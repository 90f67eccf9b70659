use std::{
    fs::{self, File},
    io::{ErrorKind, Write},
    path::{Path, PathBuf},
};

use anyhow::{Context, Result};
use fs4::fs_std::FileExt;
use serde_json::{Map, Value};
use tracing::{debug, warn};

use super::StateStore;

pub const STATE_FILE_NAME: &str = "state.json";

/// Keeps every key in one JSON object on disk.
///
/// Sets only touch the in-memory document. [StateStore::flush] writes the whole document to a
/// temporary file and renames it over the old one, so a crash leaves either the previous or the
/// new document, never a mix. A sibling `.lock` file serializes readers and writers.
pub struct JsonFileStore {
    path: PathBuf,
    values: Map<String, Value>,
    dirty: bool,
}

impl JsonFileStore {
    /// Opens the store in `dir`, creating the directory if needed.
    pub fn open_in(dir: &Path) -> Result<Self> {
        fs::create_dir_all(dir)
            .with_context(|| format!("Failed to create state directory {dir:?}"))?;
        Self::open(dir.join(STATE_FILE_NAME))
    }

    pub fn open(path: PathBuf) -> Result<Self> {
        let lock = Self::lock_file(&path)?;
        FileExt::lock_shared(&lock)?;
        let read = fs::read(&path);
        FileExt::unlock(&lock)?;

        let values = match read {
            Ok(bytes) => match serde_json::from_slice::<Map<String, Value>>(&bytes) {
                Ok(values) => values,
                Err(e) => {
                    // Keep the broken document around instead of overwriting it on the next flush
                    let backup = path.with_extension("json.corrupt");
                    warn!("State file {path:?} is corrupted ({e}), moving it to {backup:?}");
                    fs::rename(&path, &backup)
                        .with_context(|| format!("Failed to move corrupted state file {path:?}"))?;
                    Map::new()
                }
            },
            Err(e) if e.kind() == ErrorKind::NotFound => {
                debug!("No state file at {path:?}, starting empty");
                Map::new()
            }
            Err(e) => Err(e).with_context(|| format!("Failed to read state file {path:?}"))?,
        };

        Ok(Self {
            path,
            values,
            dirty: false,
        })
    }

    pub fn path(&self) -> &Path {
        &self.path
    }

    fn lock_file(path: &Path) -> Result<File> {
        let lock_path = path.with_extension("json.lock");
        File::options()
            .create(true)
            .truncate(false)
            .write(true)
            .open(&lock_path)
            .with_context(|| format!("Failed to open lock file {lock_path:?}"))
    }

    fn write_document(&self) -> Result<()> {
        let temporary = self.path.with_extension("json.tmp");
        let mut file = File::create(&temporary)
            .with_context(|| format!("Failed to create {temporary:?}"))?;
        serde_json::to_writer_pretty(&mut file, &self.values)?;
        file.write_all(b"\n")?;
        file.sync_all()?;
        fs::rename(&temporary, &self.path)
            .with_context(|| format!("Failed to replace {:?}", self.path))?;
        Ok(())
    }
}

impl StateStore for JsonFileStore {
    fn get(&self, key: &str) -> Result<Option<Vec<u8>>> {
        self.values
            .get(key)
            .map(serde_json::to_vec)
            .transpose()
            .map_err(Into::into)
    }

    fn set(&mut self, key: &str, value: Vec<u8>) -> Result<()> {
        let value: Value = serde_json::from_slice(&value)
            .with_context(|| format!("Value for {key} is not JSON"))?;
        self.values.insert(key.to_string(), value);
        self.dirty = true;
        Ok(())
    }

    fn flush(&mut self) -> Result<()> {
        if !self.dirty {
            return Ok(());
        }
        let lock = Self::lock_file(&self.path)?;
        lock.lock_exclusive()?;
        let result = self.write_document();
        FileExt::unlock(&lock)?;
        result?;
        self.dirty = false;
        debug!("Flushed state to {:?}", self.path);
        Ok(())
    }
}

TASK DIRECTIONS> After reading through the material, report every line that holds "PathBuf".

RESPONSE TO THE TASK>
    path::{Path, PathBuf},
    path: PathBuf,
    pub fn open(path: PathBuf) -> Result<Self> {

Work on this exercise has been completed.